Review: Thanks for the Feedback

Thanks for the Feedback: The Science and Art of Receiving Feedback Well, Even When It Is Off-Base, Unfair, Poorly Delivered, and, Frankly, You’re Not in the Mood. 
By Douglas Stone and Sheila Heen
Rating: 4/5 (higher if you’re a manager)

The performance evaluation: every person whose had a job for more than six months has been there…captively sitting and listening to a laundry list of your faults or the infuriating, “You’re doing great,” with nothing added for improvement.  Or the worst—the “feed-back sandwich”—where your faults are wedged in between what you do well. The entire time, you are frozen in fear.  Then, you stew over the negative things said about you.  Then you complain about what a waste of time it’s all been.  Managers and supervisors are often trained, work-shopped, and coached about how to give good feedback.  But the work is lost if the person they are evaluating isn’t receptive.

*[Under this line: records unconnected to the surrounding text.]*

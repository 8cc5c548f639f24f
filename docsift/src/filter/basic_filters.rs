use std::{any::Any, fmt::Display};

use crate::{
    collection::Document,
    common::{deep_equals, equals, Value},
    errors::DocSiftResult,
};

use super::{FieldPath, FilterProvider};

/// A filter that matches all documents.
///
/// This is what an empty filter expression parses to.
pub(crate) struct AllFilter;

impl FilterProvider for AllFilter {
    fn apply(&self, _entry: &Document) -> DocSiftResult<bool> {
        Ok(true)
    }

    fn as_any(&self) -> &dyn Any {
        self
    }
}

impl Display for AllFilter {
    fn fmt(&self, f: &mut std::fmt::Formatter<'_>) -> std::fmt::Result {
        write!(f, "AllFilter")
    }
}

/// A filter that matches documents where a field equals a value.
///
/// Array and document operands are compared structurally with
/// [deep_equals]: arrays element by element in order, documents by key set
/// regardless of key order. Any other operand (including `null`) is compared
/// with [equals], which performs no coercion.
///
/// A field that is absent from the document never matches, not even a
/// `null` operand.
pub(crate) struct EqualsFilter {
    field: FieldPath,
    field_value: Value,
}

impl EqualsFilter {
    #[inline]
    pub(crate) fn new(field: FieldPath, field_value: Value) -> Self {
        EqualsFilter { field, field_value }
    }
}

impl Display for EqualsFilter {
    fn fmt(&self, f: &mut std::fmt::Formatter<'_>) -> std::fmt::Result {
        write!(f, "({} == {})", self.field, self.field_value)
    }
}

impl FilterProvider for EqualsFilter {
    #[inline]
    fn apply(&self, entry: &Document) -> DocSiftResult<bool> {
        let value = match self.field.resolve(entry) {
            Some(value) => value,
            None => return Ok(false),
        };

        match &self.field_value {
            Value::Array(_) | Value::Document(_) => Ok(deep_equals(value, &self.field_value)),
            scalar => Ok(equals(value, scalar)),
        }
    }

    fn has_field(&self) -> bool {
        true
    }

    fn get_field_name(&self) -> DocSiftResult<String> {
        Ok(self.field.name().to_string())
    }

    fn get_field_value(&self) -> DocSiftResult<Option<Value>> {
        Ok(Some(self.field_value.clone()))
    }

    fn as_any(&self) -> &dyn Any {
        self
    }
}
use crate::{common::Value, config::QueryConfig};

use super::{ComparisonOperator, EqualsFilter, FieldPath, Filter, RangeFilter};

/// Creates a fluent filter builder for the specified field name.
///
/// The builder resolves nested fields with `.` and evaluates range
/// comparisons leniently unless [FluentFilter::with_config] says otherwise.
///
/// ```rust,ignore
/// use docsift::filter::{and, field};
///
/// let filter = and(vec![field("qty").gt(10), field("qty").lt(20)]);
/// ```
pub fn field(field_name: &str) -> FluentFilter {
    FluentFilter {
        field_name: field_name.to_string(),
        config: QueryConfig::default(),
    }
}

/// A fluent builder for constructing filters on a specific field.
///
/// Each method returns a [Filter] that evaluates exactly like the parsed
/// form of the same condition.
pub struct FluentFilter {
    field_name: String,
    config: QueryConfig,
}

impl FluentFilter {
    /// Uses the field separator and comparison mode of `config`.
    pub fn with_config(mut self, config: &QueryConfig) -> Self {
        self.config = config.clone();
        self
    }

    /// Creates a filter that matches documents where the field equals the
    /// specified value. Arrays and documents compare structurally.
    #[inline]
    pub fn eq<T: Into<Value>>(self, value: T) -> Filter {
        let field = self.path();
        Filter::new(EqualsFilter::new(field, value.into()))
    }

    /// Creates a filter that matches documents where the field is greater
    /// than the specified value.
    #[inline]
    pub fn gt<T: Into<Value>>(self, value: T) -> Filter {
        self.range(ComparisonOperator::Gt, value.into())
    }

    /// Creates a filter that matches documents where the field is greater
    /// than or equal to the specified value.
    #[inline]
    pub fn gte<T: Into<Value>>(self, value: T) -> Filter {
        self.range(ComparisonOperator::Gte, value.into())
    }

    /// Creates a filter that matches documents where the field is less than
    /// the specified value.
    #[inline]
    pub fn lt<T: Into<Value>>(self, value: T) -> Filter {
        self.range(ComparisonOperator::Lt, value.into())
    }

    /// Creates a filter that matches documents where the field is less than
    /// or equal to the specified value.
    #[inline]
    pub fn lte<T: Into<Value>>(self, value: T) -> Filter {
        self.range(ComparisonOperator::Lte, value.into())
    }

    fn range(self, operator: ComparisonOperator, value: Value) -> Filter {
        let field = self.path();
        Filter::new(RangeFilter::new(
            field,
            value,
            operator,
            self.config.strict_comparison(),
        ))
    }

    fn path(&self) -> FieldPath {
        FieldPath::new(self.field_name.clone(), self.config.field_separator())
    }
}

Thanks for the Feedback is vital for anyone who wants to learn how to be better—a better parent, a better spouse, a better employee—because it teaches how to accept various kinds of feedback.  This is not instructions on how to grow thicker skin, though.  Stone and Heen use their own experience as consultants and Harvard lecturers and copious amounts of research in organizational behavior and psychology to explain exactly what feedback is and why it’s so hard for us to do anything constructive with it.  In the first part of the book, the authors explain different types of feedback (appreciation, coaching, and evaluation).  Then, they take us through the “triggers” that cause us to react badly to feedback (truth triggers, relationship triggers, identity triggers).  Once we understand exactly what they have learned is going through our minds when we hear feedback, they explain what to do about it.  They share conversation techniques, negotiation suggestions, and lots of problem solving tricks.

This book is an excellent combination of popular psychology, self-help, relationship advice, and career building.  I recommend it for anyone who has a serious desire to improve their communication and listening skills.  Or for anyone with a performance evaluation coming up.